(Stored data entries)

________________

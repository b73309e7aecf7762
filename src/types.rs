//! Shared domain types used across the engine, server, and CLI
//!
//! Every type here is constructed per request and discarded after the
//! response is returned; nothing owns cross-request state. Wire format is
//! camelCase JSON, matching the platform's existing API surface.

use serde::{Deserialize, Serialize};

use crate::engine::EngineError;

/// Special-needs profile attached to a student. All fields are optional on
/// the wire; the profile normalizer supplies explicit defaults downstream.
#[derive(Debug, Clone, Default, PartialEq, Serialize, Deserialize)]
#[serde(rename_all = "camelCase")]
pub struct StudentProfile {
    #[serde(default, skip_serializing_if = "Option::is_none")]
    pub cognitive_level: Option<String>,
    #[serde(default, skip_serializing_if = "Option::is_none")]
    pub attention_span: Option<String>,
    #[serde(default, skip_serializing_if = "Option::is_none")]
    pub preferred_learning_style: Option<Vec<String>>,
    #[serde(default, skip_serializing_if = "Option::is_none")]
    pub sensory_needs: Option<Vec<String>>,
    #[serde(default, skip_serializing_if = "Option::is_none")]
    pub accommodations: Option<Vec<String>>,
}

/// Kind of learning material to generate
#[derive(Debug, Clone, Copy, PartialEq, Eq, Serialize, Deserialize)]
#[serde(rename_all = "lowercase")]
pub enum ContentType {
    Lesson,
    Activity,
    Game,
    Assessment,
    Video,
}

impl std::fmt::Display for ContentType {
    fn fmt(&self, f: &mut std::fmt::Formatter<'_>) -> std::fmt::Result {
        let s = match self {
            ContentType::Lesson => "lesson",
            ContentType::Activity => "activity",
            ContentType::Game => "game",
            ContentType::Assessment => "assessment",
            ContentType::Video => "video",
        };
        write!(f, "{}", s)
    }
}

/// Request for generated learning material
#[derive(Debug, Clone, PartialEq, Serialize, Deserialize)]
#[serde(rename_all = "camelCase")]
pub struct ContentRequest {
    pub topic: String,
    pub age_group: String,
    pub content_type: ContentType,
    pub learning_objective: String,
    pub duration: String,
    #[serde(default)]
    pub special_needs: StudentProfile,
}

impl ContentRequest {
    pub fn validate(&self) -> Result<(), EngineError> {
        require("topic", &self.topic)?;
        require("ageGroup", &self.age_group)?;
        require("learningObjective", &self.learning_objective)?;
        require("duration", &self.duration)?;
        Ok(())
    }
}

// ============ Generated content ============

#[derive(Debug, Clone, PartialEq, Serialize, Deserialize)]
#[serde(rename_all = "camelCase")]
pub struct GeneratedContent {
    pub content: LessonContent,
    pub accessibility_features: Vec<AccessibilityFeature>,
    pub extension_activities: Vec<ExtensionActivity>,
}
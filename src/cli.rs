//! CLI interface for the AptX engine

use std::path::PathBuf;

use anyhow::Result;
use clap::{Parser, Subcommand, ValueEnum};

use crate::config::Config;
use crate::engine::Engine;
use crate::types::{
    ChatMessageRequest, ContentRequest, ContentType, PerformanceSample, RemediationRequest,
    StudentProfile,
};

#[derive(Parser)]
#[command(name = "aptx-engine")]
#[command(about = "Adaptive content decision engine for the AptX learning platform", long_about = None)]
#[command(version)]
struct Cli {
    /// Path to the configuration file (default: ./aptx.toml)
    #[arg(short, long, global = true)]
    config: Option<PathBuf>,

    #[command(subcommand)]
    command: Commands,
}

#[derive(Debug, Clone, Copy, ValueEnum)]
enum ContentKind {
    Lesson,
    Activity,
    Game,
    Assessment,
    Video,
}

impl From<ContentKind> for ContentType {
    fn from(kind: ContentKind) -> Self {
        match kind {
            ContentKind::Lesson => ContentType::Lesson,
            ContentKind::Activity => ContentType::Activity,
            ContentKind::Game => ContentType::Game,
            ContentKind::Assessment => ContentType::Assessment,
            ContentKind::Video => ContentType::Video,
        }
    }
}

#[derive(Subcommand)]
enum Commands {
    /// Start the HTTP server
    Serve {
        /// Override the bind address from the config file
        #[arg(short, long)]
        addr: Option<String>,
    },
    /// Generate learning content once and print it as JSON
    Generate {
        #[arg(long)]
        topic: String,
        #[arg(long, default_value = "6-8 years")]
        age_group: String,
        #[arg(long, value_enum, default_value = "lesson")]
        content_type: ContentKind,
        #[arg(long)]
        learning_objective: String,
        #[arg(long, default_value = "10 minutes")]
        duration: String,
    },
    /// Decide whether a remediation lesson is needed and print the decision
    Remediate {
        #[arg(long)]
        student_id: String,
        #[arg(long)]
        lesson_id: String,
        #[arg(long)]
        score: f64,
        /// Seconds spent on the lesson
        #[arg(long)]
        time_spent: f64,
        #[arg(long, default_value = "medium")]
        engagement: String,
    },
    /// Ask the assistant a question and print the reply
    Chat {
        message: String,
    },
    /// Print the effective configuration
    Status,
}

pub async fn run() -> Result<()> {
    let cli = Cli::parse();
    let config = Config::load(cli.config.as_deref())?;

    match cli.command {
        Commands::Serve { addr } => {
            let mut config = config;
            if let Some(addr) = addr {
                config.server.addr = addr;
            }
            crate::server::serve(config).await
        }
        Commands::Generate {
            topic,
            age_group,
            content_type,
            learning_objective,
            duration,
        } => {
            let engine = Engine::from_config(&config);
            let request = ContentRequest {
                topic,
                age_group,
                content_type: content_type.into(),
                learning_objective,
                duration,
                special_needs: StudentProfile::default(),
            };
            let resolved = engine.generate_content(&request).await?;
            print_json(&resolved.value)
        }
        Commands::Remediate {
            student_id,
            lesson_id,
            score,
            time_spent,
            engagement,
        } => {
            let engine = Engine::from_config(&config);
            let request = RemediationRequest {
                student_id,
                current_lesson_id: lesson_id,
                performance_data: PerformanceSample {
                    score,
                    time_spent,
                    engagement_level: engagement,
                },
            };
            let resolved = engine.remediate(&request).await?;
            print_json(&resolved.value)
        }
        Commands::Chat { message } => {
            let engine = Engine::from_config(&config);
            let resolved = engine.chat(&ChatMessageRequest { message }).await?;
            print_json(&resolved.value)
        }
        Commands::Status => {
            println!("server addr:  {}", config.server.addr);
            println!("backend:      {}", config.generation.base_url);
            println!("model:        {}", config.generation.model);
            println!("timeout:      {}s", config.generation.timeout_secs);
            println!(
                "api key:      {}",
                if config.generation.resolve_api_key().is_some() {
                    "configured"
                } else {
                    "missing"
                }
            );
            println!(
                "path cache:   {}",
                if config.cache.enabled {
                    "enabled"
                } else {
                    "disabled"
                }
            );
            Ok(())
        }
    }
}

fn print_json<T: serde::Serialize>(value: &T) -> Result<()> {
    println!("{}", serde_json::to_string_pretty(value)?);
    Ok(())
}
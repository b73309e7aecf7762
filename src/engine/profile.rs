//! Student profile normalization
//!
//! Prompts and fallback templates downstream assume every profile field has
//! a defined value. The normalizer turns a possibly-partial wire profile
//! into that shape; it never fails.

use serde::Serialize;

use crate::types::StudentProfile;

/// Marker used for scalar fields the caller left out
pub const UNSPECIFIED: &str = "unspecified";

/// A [`StudentProfile`] with every field resolved to a concrete value.
///
/// Serialization order is the declaration order, so the pretty-JSON block
/// embedded in prompts is stable across calls.
#[derive(Debug, Clone, PartialEq, Serialize)]
#[serde(rename_all = "camelCase")]
pub struct NormalizedProfile {
    pub cognitive_level: String,
    pub attention_span: String,
    pub preferred_learning_style: Vec<String>,
    pub sensory_needs: Vec<String>,
    pub accommodations: Vec<String>,
}

impl NormalizedProfile {
    pub fn from_profile(profile: &StudentProfile) -> Self {
        Self {
            cognitive_level: scalar(&profile.cognitive_level),
            attention_span: scalar(&profile.attention_span),
            preferred_learning_style: list(&profile.preferred_learning_style),
            sensory_needs: list(&profile.sensory_needs),
            accommodations: list(&profile.accommodations),
        }
    }

    /// Pretty-printed JSON block for prompt embedding
    pub fn to_prompt_json(&self) -> String {
        // Serialization of a plain struct with string/vec fields cannot fail
        serde_json::to_string_pretty(self).unwrap_or_else(|_| "{}".to_string())
    }
}

impl From<&StudentProfile> for NormalizedProfile {
    fn from(profile: &StudentProfile) -> Self {
        Self::from_profile(profile)
    }
}

fn scalar(field: &Option<String>) -> String {
    match field {
        Some(value) if !value.trim().is_empty() => value.trim().to_string(),
        _ => UNSPECIFIED.to_string(),
    }
}

fn list(field: &Option<Vec<String>>) -> Vec<String> {
    field
        .as_deref()
        .unwrap_or(&[])
        .iter()
        .map(|s| s.trim())
        .filter(|s| !s.is_empty())
        .map(str::to_string)
        .collect()
}

#[cfg(test)]
mod tests {
    use super::*;

    #[test]
    fn empty_profile_normalizes_without_error() {
        let normalized = NormalizedProfile::from_profile(&StudentProfile::default());
        assert_eq!(normalized.cognitive_level, UNSPECIFIED);
        assert_eq!(normalized.attention_span, UNSPECIFIED);
        assert!(normalized.preferred_learning_style.is_empty());
        assert!(normalized.sensory_needs.is_empty());
        assert!(normalized.accommodations.is_empty());
    }

    #[test]
    fn blank_entries_are_dropped() {
        let profile = StudentProfile {
            cognitive_level: Some("  ".to_string()),
            preferred_learning_style: Some(vec![
                "visual".to_string(),
                "".to_string(),
                "  auditory ".to_string(),
            ]),
            ..StudentProfile::default()
        };
        let normalized = NormalizedProfile::from_profile(&profile);
        assert_eq!(normalized.cognitive_level, UNSPECIFIED);
        assert_eq!(normalized.preferred_learning_style, vec!["visual", "auditory"]);
    }

    #[test]
    fn prompt_json_is_stable() {
        let profile = StudentProfile {
            cognitive_level: Some("moderate".to_string()),
            attention_span: Some("10-15 minutes".to_string()),
            ..StudentProfile::default()
        };
        let a = NormalizedProfile::from_profile(&profile).to_prompt_json();
        let b = NormalizedProfile::from_profile(&profile).to_prompt_json();
        assert_eq!(a, b);
        assert!(a.contains("\"cognitiveLevel\": \"moderate\""));
    }
}
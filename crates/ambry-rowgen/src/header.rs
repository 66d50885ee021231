//! Header and header-comment assembly from raw header lines.

/// Merge header lines into one header
///
/// No lines give an empty header and a single line is returned verbatim.
/// With several lines, blanks in the first line inherit the nearest
/// non-empty value to their left (spanning cells), then each column joins
/// the cells of every line with a space and is stripped. Shorter lines are
/// padded with blanks to the widest line.
pub fn assemble_header(lines: &[Vec<String>]) -> Vec<String> {
    match lines {
        [] => Vec::new(),
        [only] => only.clone(),
        [first, rest @ ..] => {
            let mut first = first.clone();
            forward_fill(&mut first);

            let width = lines.iter().map(Vec::len).max().unwrap_or(0);
            (0..width)
                .map(|col| {
                    std::iter::once(&first)
                        .chain(rest.iter())
                        .map(|line| line.get(col).map(String::as_str).unwrap_or(""))
                        .collect::<Vec<_>>()
                        .join(" ")
                        .trim()
                        .to_string()
                })
                .collect()
        }
    }
}

/// Join header comment lines column by column with a space
pub fn assemble_comment(lines: &[Vec<String>]) -> Vec<String> {
    let width = lines.iter().map(Vec::len).max().unwrap_or(0);

    (0..width)
        .map(|col| {
            lines
                .iter()
                .map(|line| line.get(col).map(String::as_str).unwrap_or(""))
                .collect::<Vec<_>>()
                .join(" ")
        })
        .collect()
}

/// Fill blank cells from the nearest non-empty cell to the left
fn forward_fill(line: &mut [String]) {
    let mut last: Option<String> = None;

    for cell in line.iter_mut() {
        if cell.trim().is_empty() {
            if let Some(value) = &last {
                cell.clone_from(value);
            }
        } else {
            last = Some(cell.clone());
        }
    }
}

________________

Scan the records above and show every line in which the word "decision" occurs.

#[command(about = "Adaptive content decision engine for the AptX learning platform", long_about = None)]
    /// Decide whether a remediation lesson is needed and print the decision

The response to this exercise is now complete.